◆ Dataset extract:
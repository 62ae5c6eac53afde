//! Single-station correction: alignment, detrended convolution, assembly.

use tracing::{debug, info, instrument};

use crate::align::{inner_join, lagged_coverage, resample};
use crate::assemble::{apply, combine};
use crate::brf::BarometricResponse;
use crate::config::CorrectionConfig;
use crate::error::CorrectionError;
use crate::result::CorrectionResult;
use crate::series::{RegularTimeSeries, TimeSeries};
use crate::unit::{Masl, Meters, MetersOfWater, NanometersPerSecondSquared};

impl CorrectionConfig {
    /// Correct a water-level record for barometric and Earth-tide loading.
    ///
    /// 1. Shift the pressure and tide sources by the configured UTC offset,
    ///    resample each onto the sampling grid and inner-join them.
    /// 2. Detrend both forcing grids and convolve them with the `A` and `B`
    ///    responses; the tide response is divided by the tide unit divisor.
    /// 3. Sum both components into `dWL`, inner-join it with the water levels
    ///    and apply it with the configured polarity.
    ///
    /// # Errors
    ///
    /// | Variant | Condition |
    /// |---|---|
    /// | [`CorrectionError::InvalidDivisor`] | Tide unit divisor is zero or not finite |
    /// | [`CorrectionError::Series`] | A forcing series has fewer than 2 readings |
    /// | [`CorrectionError::InsufficientData`] | Fewer than `max_lag + 1` aligned slots cover the water levels |
    /// | [`CorrectionError::DataGap`] | An aligned forcing grid still holds a NaN |
    /// | [`CorrectionError::ShapeMismatch`] | Component lengths differ |
    #[instrument(skip_all, fields(
        n_levels = water_levels.len(),
        n_pressure = pressure.len(),
        n_tide = tide.len(),
        max_lag = brf.max_lag(),
    ))]
    pub fn correct(
        &self,
        water_levels: &TimeSeries<Masl>,
        pressure: &TimeSeries<MetersOfWater>,
        tide: &TimeSeries<NanometersPerSecondSquared>,
        brf: &BarometricResponse,
    ) -> Result<CorrectionResult, CorrectionError> {
        self.validate()?;
        let step = self.sampling_interval;
        let max_lag = brf.max_lag();

        // 1. Alignment
        let pressure_grid = resample(&pressure.shift(self.utc_offset), step)?;
        let tide_grid = resample(&tide.shift(self.utc_offset), step)?;
        let (pressure_grid, tide_grid) = inner_join(&pressure_grid, &tide_grid)?;

        let available = lagged_coverage(&pressure_grid, water_levels, max_lag);
        if available < max_lag + 1 {
            return Err(CorrectionError::InsufficientData {
                required: max_lag + 1,
                available,
            });
        }
        debug!(
            n_aligned = pressure_grid.len(),
            n_covering = available,
            "forcing aligned"
        );

        // 2. Detrended convolution
        let baro = brf.predict_baro(&pressure_grid)?;
        let tidal = brf.predict_tide(&tide_grid, self.tide_unit_divisor)?;

        // 3. Assembly
        let dwl = combine(&baro, &tidal)?;
        let start = pressure_grid.timestamp(max_lag);
        let baro_component = RegularTimeSeries::<Meters>::new(start, step, baro)?;
        let tide_component = RegularTimeSeries::<Meters>::new(start, step, tidal)?;
        let correction = RegularTimeSeries::<Meters>::new(start, step, dwl)?;
        let corrected = apply(water_levels, &correction, self.polarity);

        info!(
            n_correction = correction.len(),
            n_corrected = corrected.len(),
            "water levels corrected"
        );

        Ok(CorrectionResult {
            max_lag,
            baro_component,
            tide_component,
            correction,
            corrected,
        })
    }
}
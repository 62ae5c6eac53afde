//! Barometric and Earth-tide correction of groundwater levels.
//!
//! Pure math library, zero I/O. Aligns barometric pressure and Earth-tide
//! series onto a regular grid, convolves the detrended signals with a fitted
//! barometric response function (BRF), and applies the predicted displacement
//! to the raw water levels. A rayon batch driver corrects independent
//! stations in parallel.

mod align;
mod assemble;
mod batch;
mod brf;
mod config;
mod convolve;
mod detrend;
mod error;
mod pipeline;
mod result;
mod series;
mod station;
mod unit;

pub use align::{inner_join, lagged_coverage, resample};
pub use assemble::{CorrectedSample, CorrectedSeries, Polarity, apply, combine};
pub use batch::{BatchConfig, BatchReport, SkipReason, StationInputs, StationOutcome, StationReport};
pub use brf::{BarometricResponse, TIDE_UNIT_DIVISOR};
pub use config::{CorrectionConfig, LOCAL_TIME_OFFSET_HOURS};
pub use convolve::{baro_component, checked_detrend, convolve, tide_component};
pub use detrend::{LinearFit, detrend, linear_fit};
pub use error::{CorrectionError, SeriesError};
pub use result::CorrectionResult;
pub use series::{RegularTimeSeries, TimeSeries};
pub use station::{StationId, StationRecord};
pub use unit::{Masl, Meters, MetersOfWater, NanometersPerSecondSquared, Unit};
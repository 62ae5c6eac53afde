use std::collections::BTreeSet;
use std::path::{Path, PathBuf};

use anyhow::{Context, Result};
use chrono::TimeDelta;
use clap::{Args, Parser, Subcommand};
use tracing::{info, warn};

use brfcorr_core::{
    BatchConfig, CorrectionConfig, LOCAL_TIME_OFFSET_HOURS, Masl, MetersOfWater,
    NanometersPerSecondSquared, Polarity, StationId, StationInputs, StationRecord,
    TIDE_UNIT_DIVISOR, TimeSeries,
};
use brfcorr_io::{
    BrfReader, CorrectedWriter, IoError, StationReader, WideDataset, WideSeriesReader,
};

#[derive(Parser)]
#[command(name = "brfcorr")]
#[command(about = "Barometric and Earth-tide correction of groundwater levels")]
#[command(version)]
struct Cli {
    #[command(subcommand)]
    command: Command,

    /// Enable verbose (debug-level) logging
    #[arg(long, global = true)]
    verbose: bool,

    /// Suppress all output except errors
    #[arg(long, global = true)]
    quiet: bool,

    /// Number of threads for parallel computation (defaults to all cores)
    #[arg(long, global = true)]
    threads: Option<usize>,
}

/// Input files shared by every station.
#[derive(Args, Debug, Clone)]
struct InputArgs {
    /// Wide CSV of raw water levels (masl), local time
    #[arg(long)]
    levels: PathBuf,

    /// Wide CSV of barometric pressure (m of water)
    #[arg(long)]
    pressure: PathBuf,

    /// Metadata lines to skip before the pressure header row
    #[arg(long, default_value_t = 0)]
    pressure_preamble: usize,

    /// Wide CSV of synthetic Earth tides (nm/s**2)
    #[arg(long)]
    tides: PathBuf,

    /// Station list CSV (station_id,name,latitude,longitude,elevation)
    #[arg(long)]
    stations: PathBuf,

    /// Directory holding one `brf_{station_id}.csv` per fitted well
    #[arg(long)]
    brf_dir: PathBuf,
}

/// Correction parameters.
#[derive(Args, Debug, Clone)]
struct CorrectionArgs {
    /// Resampling interval in minutes (must match the BRF lag step)
    #[arg(long, default_value_t = 60)]
    sampling_minutes: i64,

    /// Hours added to pressure and tide timestamps to reach station local time
    #[arg(long, default_value_t = LOCAL_TIME_OFFSET_HOURS, allow_negative_numbers = true)]
    utc_offset_hours: i64,

    /// Divisor converting the tidal response from feet to meters
    #[arg(long, default_value_t = TIDE_UNIT_DIVISOR)]
    tide_unit_divisor: f64,

    /// How the correction is applied: "add" or "subtract"
    #[arg(long, default_value = "add")]
    polarity: String,
}

#[derive(Subcommand)]
enum Command {
    /// Correct every listed station and write one CSV per corrected well
    Correct {
        #[command(flatten)]
        inputs: InputArgs,

        #[command(flatten)]
        correction: CorrectionArgs,

        /// Output directory for corrected files and the batch summary
        #[arg(long, default_value = ".")]
        output_dir: PathBuf,

        /// Station to leave uncorrected (repeatable), e.g. pumping-influenced wells
        #[arg(long = "exclude")]
        excluded: Vec<String>,

        /// Restrict the run to these stations (repeatable, defaults to all)
        #[arg(long = "station")]
        only: Vec<String>,
    },
}

fn parse_polarity(s: &str) -> Result<Polarity> {
    match s {
        "add" => Ok(Polarity::Add),
        "subtract" => Ok(Polarity::Subtract),
        other => anyhow::bail!("unknown polarity: {other} (expected add or subtract)"),
    }
}

fn parse_station_ids(raw: &[String]) -> Result<BTreeSet<StationId>> {
    raw.iter()
        .map(|s| StationId::parse(s).with_context(|| format!("blank station ID: {s:?}")))
        .collect()
}

fn build_config(args: &CorrectionArgs) -> Result<CorrectionConfig> {
    let config = CorrectionConfig::new(TimeDelta::minutes(args.sampling_minutes))?
        .with_utc_offset(TimeDelta::hours(args.utc_offset_hours))
        .with_tide_unit_divisor(args.tide_unit_divisor)
        .with_polarity(parse_polarity(&args.polarity)?);
    Ok(config)
}

type StationSeries = (
    TimeSeries<Masl>,
    TimeSeries<MetersOfWater>,
    TimeSeries<NanometersPerSecondSquared>,
);

fn station_series(
    id: &StationId,
    levels: &WideDataset,
    pressure: &WideDataset,
    tides: &WideDataset,
) -> Result<StationSeries, IoError> {
    Ok((levels.series(id)?, pressure.series(id)?, tides.series(id)?))
}

/// Assemble one station's inputs, or `None` when a dataset has nothing for it.
fn station_inputs(
    record: StationRecord,
    levels: &WideDataset,
    pressure: &WideDataset,
    tides: &WideDataset,
    brf_dir: &Path,
) -> Result<Option<StationInputs>> {
    let id = &record.id;
    let (water_levels, pressure, tide) = match station_series(id, levels, pressure, tides) {
        Ok(s) => s,
        Err(e) => {
            warn!(station = %id, error = %e, "station has no usable data, skipping");
            return Ok(None);
        }
    };

    let brf_path = brf_dir.join(format!("brf_{id}.csv"));
    let brf = if brf_path.exists() {
        Some(
            BrfReader::new(&brf_path)
                .read()
                .with_context(|| format!("failed to read BRF file {}", brf_path.display()))?,
        )
    } else {
        None
    };

    Ok(Some(StationInputs {
        record,
        water_levels,
        pressure,
        tide,
        brf,
    }))
}

fn main() -> Result<()> {
    let cli = Cli::parse();

    let filter = match (cli.verbose, cli.quiet) {
        (true, _) => "debug",
        (_, true) => "error",
        _ => "info",
    };

    tracing_subscriber::fmt()
        .with_env_filter(filter)
        .with_writer(std::io::stderr)
        .init();

    if let Some(threads) = cli.threads {
        rayon::ThreadPoolBuilder::new()
            .num_threads(threads)
            .build_global()
            .context("failed to configure thread pool")?;
        info!(threads, "thread pool configured");
    }

    match cli.command {
        Command::Correct {
            inputs,
            correction,
            output_dir,
            excluded,
            only,
        } => {
            let config = build_config(&correction).context("invalid correction parameters")?;
            let excluded = parse_station_ids(&excluded)?;
            let only = parse_station_ids(&only)?;

            let stations = StationReader::new(&inputs.stations)
                .read()
                .context("failed to read station list")?;
            let levels = WideSeriesReader::new(&inputs.levels)
                .read()
                .context("failed to read water levels")?;
            let pressure = WideSeriesReader::new(&inputs.pressure)
                .with_preamble_lines(inputs.pressure_preamble)
                .read()
                .context("failed to read barometric pressure")?;
            let tides = WideSeriesReader::new(&inputs.tides)
                .read()
                .context("failed to read Earth tides")?;

            let mut station_data = Vec::new();
            for record in stations {
                if !only.is_empty() && !only.contains(&record.id) {
                    continue;
                }
                if let Some(s) =
                    station_inputs(record, &levels, &pressure, &tides, &inputs.brf_dir)?
                {
                    station_data.push(s);
                }
            }
            info!(n_stations = station_data.len(), "station inputs assembled");

            let report = BatchConfig::new(config)
                .with_excluded(excluded)
                .run(&station_data);

            let writer = CorrectedWriter::new(&output_dir)
                .context("failed to create output directory")?;
            let summary = writer
                .write_batch(&report)
                .context("failed to write corrected water levels")?;

            println!("{}", serde_json::to_string_pretty(&summary)?);
        }
    }

    Ok(())
}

◆ What you have to do: For the material above, the answer must be only the number of lines holding the word "self".

◆ Exercise answer: 7